Ralph VENDÔME, La théorie du parapluie, Scalde, 2020, 20 €, ISBN : 9782930988160
« Comment tenir les promesses des années d’insouciance ? Projections d’une légèreté dans un futur aux portes familières, faciles à ouvrir et à fermer. Serments non formulés, sans causes ni conséquences, juste l’enfance à recopier en grand ».

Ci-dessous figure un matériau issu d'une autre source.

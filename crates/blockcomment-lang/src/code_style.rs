use crate::ConfigError;
use serde::{Deserialize, Serialize};

/// How indentation is written when the toggler has to synthesize it.
#[derive(Debug, Clone, Copy, PartialEq, Eq, Serialize, Deserialize)]
#[serde(default)]
pub struct IndentStyle {
    /// Fill indentation with `'\t'` (plus spaces for the remainder) instead of spaces.
    pub use_tabs: bool,
    /// Width of a tab stop in character cells (must be greater than 0).
    pub tab_width: usize,
}

impl Default for IndentStyle {
    fn default() -> Self {
        Self {
            use_tabs: false,
            tab_width: 4,
        }
    }
}

impl IndentStyle {
    /// Visual width of a run of leading whitespace (`' '` and `'\t'`).
    pub fn measure(&self, whitespace: &str) -> usize {
        let tab_width = self.tab_width.max(1);
        whitespace.chars().fold(0, |width, ch| match ch {
            '\t' => (width / tab_width + 1) * tab_width,
            _ => width + 1,
        })
    }

    /// Produce an indentation string that spans `width` cells.
    pub fn fill(&self, width: usize) -> String {
        if !self.use_tabs {
            return " ".repeat(width);
        }
        let tab_width = self.tab_width.max(1);
        let mut out = "\t".repeat(width / tab_width);
        out.push_str(&" ".repeat(width % tab_width));
        out
    }
}

/// Code-style settings consulted while inserting block comments.
#[derive(Debug, Clone, Copy, PartialEq, Eq, Default, Serialize, Deserialize)]
#[serde(default)]
pub struct CommentSettings {
    /// Place whole-line block comment delimiters at column 0 instead of at the minimum
    /// indentation of the wrapped lines.
    pub block_comment_at_first_column: bool,
    /// Indentation style used to build the delimiter lines.
    pub indent: IndentStyle,
}

impl CommentSettings {
    /// Parse settings from JSON, e.g. `{"block_comment_at_first_column": true}`.
    pub fn from_json(json: &str) -> Result<Self, ConfigError> {
        let settings: Self = serde_json::from_str(json)?;
        if settings.indent.tab_width == 0 {
            return Err(ConfigError::InvalidTabWidth);
        }
        Ok(settings)
    }
}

Ces quelques mots épinglés au seuil d’une des 16 nouvelles qui forment ce recueil donnent le ton : c’est essentiellement en terre d’enfance que nous conduit l’auteur, même s’il glisse çà et là des textes d’une autre portée. Et il concentre son propos sur les relations entre les personnes qui constituent le noyau familial : parents bien sûr, oncles et tantes, aïeux. Il étend son observation aux hôtes, attendus et moins désirables. Peu de détails, des impressions, des bribes de conversation qui tissent peu à peu l’économie du monde, qui dévoilent les ruses que chacun déploie pour rendre la vie moins cruelle. La découverte précieuse du remède du jardin secret, du pouvoir fabuleux de l’écriture, de l’art. Des notes de musique, des livres s’échappent des albums de souvenirs, les amours d’enfance déploient leur joyeuse magie :
Dans le bus, je m’installe à ses côtés et admire le paysage. Je me laisse aller contre son bras, elle sent bon. Elle dit que c’est l’odeur de l’amour que portait son père à sa mère quand ils étaient jeunes.

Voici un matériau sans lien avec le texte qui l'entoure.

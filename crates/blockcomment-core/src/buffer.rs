//! Text Buffer
//!
//! Rope-backed text storage addressed by **character offsets** (Unicode scalar values).
//! Line terminators are `'\n'`, `'\r'` and `"\r\n"`; the terminator is not part of a line's
//! text.

use crate::commands::Position;
use crate::delta::TextDeltaEdit;
use ropey::Rope;
use thiserror::Error;

/// Errors produced by [`TextBuffer`] mutations and range checks.
#[derive(Debug, Clone, PartialEq, Eq, Error)]
pub enum BufferError {
    #[error("offset {offset} is outside the buffer (length {len})")]
    /// An offset pointed past the end of the buffer.
    OffsetOutOfBounds {
        /// Offending character offset.
        offset: usize,
        /// Buffer length in characters.
        len: usize,
    },

    #[error("invalid range {start}..{end} (buffer length {len})")]
    /// A range was reversed or extended past the end of the buffer.
    InvalidRange {
        /// Range start.
        start: usize,
        /// Range end (exclusive).
        end: usize,
        /// Buffer length in characters.
        len: usize,
    },

    #[error("buffer is read-only")]
    /// The buffer refused a mutation.
    ReadOnly,
}

/// Newline sequence used for lines the engine inserts.
#[derive(Debug, Clone, Copy, PartialEq, Eq, Default)]
pub enum LineEnding {
    /// Unix-style LF (`'\n'`).
    #[default]
    Lf,
    /// Windows-style CRLF (`"\r\n"`).
    Crlf,
}

impl LineEnding {
    /// Detect the dominant line ending: [`LineEnding::Crlf`] if the text contains any `"\r\n"`,
    /// otherwise [`LineEnding::Lf`].
    pub fn detect(chars: impl IntoIterator<Item = char>) -> Self {
        let mut after_cr = false;
        for ch in chars {
            if after_cr && ch == '\n' {
                return Self::Crlf;
            }
            after_cr = ch == '\r';
        }
        Self::Lf
    }

    /// The newline sequence.
    pub fn as_str(self) -> &'static str {
        match self {
            Self::Lf => "\n",
            Self::Crlf => "\r\n",
        }
    }
}

/// Half-open character range `[start, end)`.
#[derive(Debug, Clone, Copy, PartialEq, Eq, Hash, PartialOrd, Ord, Default)]
pub struct CharRange {
    /// Inclusive start character offset.
    pub start: usize,
    /// Exclusive end character offset.
    pub end: usize,
}

impl CharRange {
    /// Create a range. `start` must not be greater than `end`.
    pub fn new(start: usize, end: usize) -> Self {
        debug_assert!(start <= end, "reversed range {start}..{end}");
        Self { start, end }
    }

    /// An empty range at `offset`.
    pub fn empty(offset: usize) -> Self {
        Self {
            start: offset,
            end: offset,
        }
    }

    /// Length in characters.
    pub fn len(&self) -> usize {
        self.end - self.start
    }

    /// Returns `true` if the range covers no characters.
    pub fn is_empty(&self) -> bool {
        self.start == self.end
    }

    /// Returns `true` if `other` lies entirely inside `self` (bounds included).
    pub fn contains_range(&self, other: &CharRange) -> bool {
        self.start <= other.start && other.end <= self.end
    }
}

pub(crate) fn is_line_terminator(ch: char) -> bool {
    ch == '\n' || ch == '\r'
}

fn is_blank(ch: char) -> bool {
    ch == ' ' || ch == '\t'
}

/// Mutable, offset-addressable text.
#[derive(Debug, Clone, Default)]
pub struct TextBuffer {
    rope: Rope,
    read_only: bool,
}

impl TextBuffer {
    /// Build a buffer from text.
    pub fn new(text: &str) -> Self {
        Self {
            rope: Rope::from_str(text),
            read_only: false,
        }
    }

    /// Get complete text
    pub fn text(&self) -> String {
        self.rope.to_string()
    }

    /// Total character count
    pub fn len_chars(&self) -> usize {
        self.rope.len_chars()
    }

    /// Returns `true` if the buffer holds no text.
    pub fn is_empty(&self) -> bool {
        self.rope.len_chars() == 0
    }

    /// Whether mutations are currently refused.
    pub fn is_read_only(&self) -> bool {
        self.read_only
    }

    /// Mark the buffer read-only (or writable again).
    pub fn set_read_only(&mut self, read_only: bool) {
        self.read_only = read_only;
    }

    /// Character at `offset`, if any.
    pub fn char_at(&self, offset: usize) -> Option<char> {
        self.rope.get_char(offset)
    }

    /// Validate a range against the current buffer length.
    pub fn check_range(&self, range: CharRange) -> Result<(), BufferError> {
        let len = self.len_chars();
        if range.start > range.end || range.end > len {
            return Err(BufferError::InvalidRange {
                start: range.start,
                end: range.end,
                len,
            });
        }
        Ok(())
    }

    /// Validate an offset against the current buffer length.
    pub fn check_offset(&self, offset: usize) -> Result<(), BufferError> {
        let len = self.len_chars();
        if offset > len {
            return Err(BufferError::OffsetOutOfBounds { offset, len });
        }
        Ok(())
    }

    /// Text of a range.
    pub fn slice(&self, range: CharRange) -> Result<String, BufferError> {
        self.check_range(range)?;
        Ok(self.rope.slice(range.start..range.end).to_string())
    }

    /// Insert `text` at `offset` and return the applied edit.
    pub fn insert(&mut self, offset: usize, text: &str) -> Result<TextDeltaEdit, BufferError> {
        if self.read_only {
            return Err(BufferError::ReadOnly);
        }
        self.check_offset(offset)?;
        if !text.is_empty() {
            self.rope.insert(offset, text);
        }
        Ok(TextDeltaEdit {
            start: offset,
            deleted_text: String::new(),
            inserted_text: text.to_string(),
        })
    }

    /// Delete a range and return the applied edit.
    pub fn delete(&mut self, range: CharRange) -> Result<TextDeltaEdit, BufferError> {
        if self.read_only {
            return Err(BufferError::ReadOnly);
        }
        let deleted_text = self.slice(range)?;
        if !range.is_empty() {
            self.rope.remove(range.start..range.end);
        }
        Ok(TextDeltaEdit {
            start: range.start,
            deleted_text,
            inserted_text: String::new(),
        })
    }

    /// Returns `true` if `pattern` occurs literally at `offset`.
    ///
    /// Never fails: a pattern running past the end of the buffer simply does not match.
    pub fn matches_at(&self, offset: usize, pattern: &str) -> bool {
        if pattern.is_empty() {
            return false;
        }
        let pattern_len = pattern.chars().count();
        if offset + pattern_len > self.len_chars() {
            return false;
        }
        self.rope
            .chars_at(offset)
            .zip(pattern.chars())
            .all(|(a, b)| a == b)
    }

    /// Start offset of the last occurrence of `pattern` that starts at or before `from`.
    pub fn last_index_of(&self, pattern: &str, from: usize) -> Option<usize> {
        let pattern_len = pattern.chars().count();
        if pattern_len == 0 || pattern_len > self.len_chars() {
            return None;
        }
        let last_start = from.min(self.len_chars() - pattern_len);
        (0..=last_start)
            .rev()
            .find(|&offset| self.matches_at(offset, pattern))
    }

    /// Scan backwards from `offset - 1` over spaces and tabs.
    ///
    /// Returns the offset of the first other character, or `None` if the scan ran off the
    /// start of the buffer.
    pub fn skip_blanks_backward(&self, offset: usize) -> Option<usize> {
        let mut pos = offset.min(self.len_chars());
        while pos > 0 {
            pos -= 1;
            match self.rope.get_char(pos) {
                Some(ch) if is_blank(ch) => continue,
                _ => return Some(pos),
            }
        }
        None
    }

    /// Scan forward from `offset` over spaces and tabs and return the first other offset
    /// (which may be the buffer length).
    pub fn skip_blanks_forward(&self, offset: usize) -> usize {
        let len = self.len_chars();
        let mut pos = offset.min(len);
        while pos < len && self.rope.get_char(pos).is_some_and(is_blank) {
            pos += 1;
        }
        pos
    }

    /// Returns `true` if `offset` is 0 or directly follows a line terminator.
    ///
    /// The offset between the `'\r'` and `'\n'` of a `"\r\n"` pair is not a line start.
    pub fn is_line_start(&self, offset: usize) -> bool {
        if offset == 0 {
            return true;
        }
        match self.rope.get_char(offset - 1) {
            Some('\r') => self.rope.get_char(offset) != Some('\n'),
            Some(ch) => is_line_terminator(ch),
            None => false,
        }
    }

    /// The newline sequence new lines in this buffer should use.
    pub fn line_ending(&self) -> LineEnding {
        LineEnding::detect(self.rope.chars())
    }

    /// Total line count (an empty buffer has one line).
    pub fn line_count(&self) -> usize {
        self.rope.len_lines()
    }

    /// Character offset of the first character of `line` (buffer length if out of range).
    pub fn line_start(&self, line: usize) -> usize {
        if line >= self.rope.len_lines() {
            return self.rope.len_chars();
        }
        self.rope.line_to_char(line)
    }

    /// Length of `line` in characters, excluding its terminator.
    pub fn line_len(&self, line: usize) -> usize {
        if line >= self.rope.len_lines() {
            return 0;
        }
        let slice = self.rope.line(line);
        let mut len = slice.len_chars();
        if len > 0 && slice.char(len - 1) == '\n' {
            len -= 1;
        }
        if len > 0 && slice.char(len - 1) == '\r' {
            len -= 1;
        }
        len
    }

    /// Text of `line` without its terminator.
    pub fn line_text(&self, line: usize) -> Option<String> {
        if line >= self.rope.len_lines() {
            return None;
        }
        let start = self.line_start(line);
        Some(self.rope.slice(start..start + self.line_len(line)).to_string())
    }

    /// Line number containing `offset` (clamped to the buffer).
    pub fn offset_to_line(&self, offset: usize) -> usize {
        self.rope.char_to_line(offset.min(self.len_chars()))
    }

    /// Logical position of a character offset (clamped to the buffer).
    pub fn offset_to_position(&self, offset: usize) -> Position {
        let offset = offset.min(self.len_chars());
        let line = self.rope.char_to_line(offset);
        Position::new(line, offset - self.rope.line_to_char(line))
    }

    /// Character offset of a logical position; the line and column are clamped.
    pub fn position_to_offset(&self, position: Position) -> usize {
        let line = position.line.min(self.line_count().saturating_sub(1));
        self.line_start(line) + position.column.min(self.line_len(line))
    }

    /// Convert a character offset to a UTF-8 byte offset (clamped).
    pub fn char_to_byte(&self, offset: usize) -> usize {
        self.rope.char_to_byte(offset.min(self.len_chars()))
    }

    /// Convert a UTF-8 byte offset to a character offset (clamped).
    pub fn byte_to_char(&self, byte: usize) -> usize {
        self.rope.byte_to_char(byte.min(self.rope.len_bytes()))
    }
}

– « Moi aussi je sens bon ? »
« Non, tes parents ne t’aimaient pas quand ils t’ont conçu. »
Elle me laisse pleurer un moment et me chuchote à l’oreille : « Nos enfants sentiront bon, tu verras. »(L’odeur de l’amour)

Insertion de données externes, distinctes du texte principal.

//! Block comment toggling.
//!
//! # Overview
//!
//! [`BlockCommentToggler`] implements the "comment with block comment" editor action:
//!
//! 1. resolve the delimiter pair at the caret ([`resolve_delimiters`])
//! 2. detect an existing block comment around the caret ([`RangeDetector`])
//! 3. decide between commenting and uncommenting
//! 4. mutate the buffer ([`NestedCommentInserter`] / [`NestedCommentRemover`])
//! 5. report the new caret/selection plus a [`TextDelta`] of the applied edits
//!
//! Everything that depends on the host (languages, syntax trees, code style, write access) is
//! passed in through a [`SourceContext`], so the toggler itself holds no ambient state.
//!
//! # Example
//!
//! ```rust
//! use blockcomment_core::comment::{BlockCommentToggler, CaretState, SingleLanguage, SourceContext};
//! use blockcomment_core::{CommentConfig, TextBuffer};
//!
//! let languages = SingleLanguage::new("c", CommentConfig::block("/*", "*/"));
//! let toggler = BlockCommentToggler::new(SourceContext::new(&languages));
//!
//! let mut buffer = TextBuffer::new("abc");
//! let state = CaretState::from_offset(&buffer, 1);
//! let outcome = toggler.toggle(&mut buffer, &state).unwrap();
//!
//! assert_eq!(buffer.text(), "a/**/bc");
//! assert_eq!(buffer.position_to_offset(outcome.caret), 3);
//! ```

mod detect;
mod indent;
mod insert;
mod lexer;
mod remove;
mod resolve;

pub use detect::{CommentFinder, LexicalDetector, RangeDetector, StructuredDetector};
pub use indent::{IndentProvider, MinLineIndent};
pub use insert::{NestedCommentInserter, WrapLayout};
pub use lexer::{CustomSyntaxLexer, Token, TokenKind};
pub use remove::NestedCommentRemover;
pub use resolve::{LanguageRegions, LanguageResolver, SingleLanguage, resolve_delimiters};

use crate::buffer::{BufferError, CharRange, TextBuffer};
use crate::commands::Position;
use crate::delta::{InsertionQueue, TextDelta};
use blockcomment_lang::{CommentConfig, CommentSettings, CustomSyntax};
use thiserror::Error;
use tracing::debug;

/// Errors produced by [`BlockCommentToggler::toggle`].
#[derive(Debug, Clone, PartialEq, Eq, Error)]
pub enum CommentError {
    #[error("selection {start}..{end} is outside the buffer (length {len})")]
    /// The caller passed a linear selection that does not fit the buffer.
    SelectionOutOfBounds {
        /// Selection start.
        start: usize,
        /// Selection end (exclusive).
        end: usize,
        /// Buffer length in characters.
        len: usize,
    },

    #[error(transparent)]
    /// A computed offset fell outside the buffer.
    Buffer(#[from] BufferError),
}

Ralph Vendôme a su éviter de recréer artificiellement un mode enfantin. Chaque nouvelle mêle candeur et gravité et débouche sur des notes universelles qui résonnent en chacun de nous. Car il prend soin de relier le monde de l’enfance à celui des adultes, et surtout à l’univers désarmant de la vieillesse. Désorientés, dégagés des contingences de la vie active, les vieillards peuvent rejoindre dans leur légèreté celle des plus jeunes et établir de surprenantes connexions que ces nouvelles savent rendre avec subtilité.
Tout à la fois sobre et concise, l’écriture qui porte La théorie du parapluie contribue par sa tonalité poétique au charme indéniable de ce recueil. Les récits sont fluides et vifs, et au départ de récits distincts, ils campent avec justesse un univers aux contours communs et aux parfums tenaces.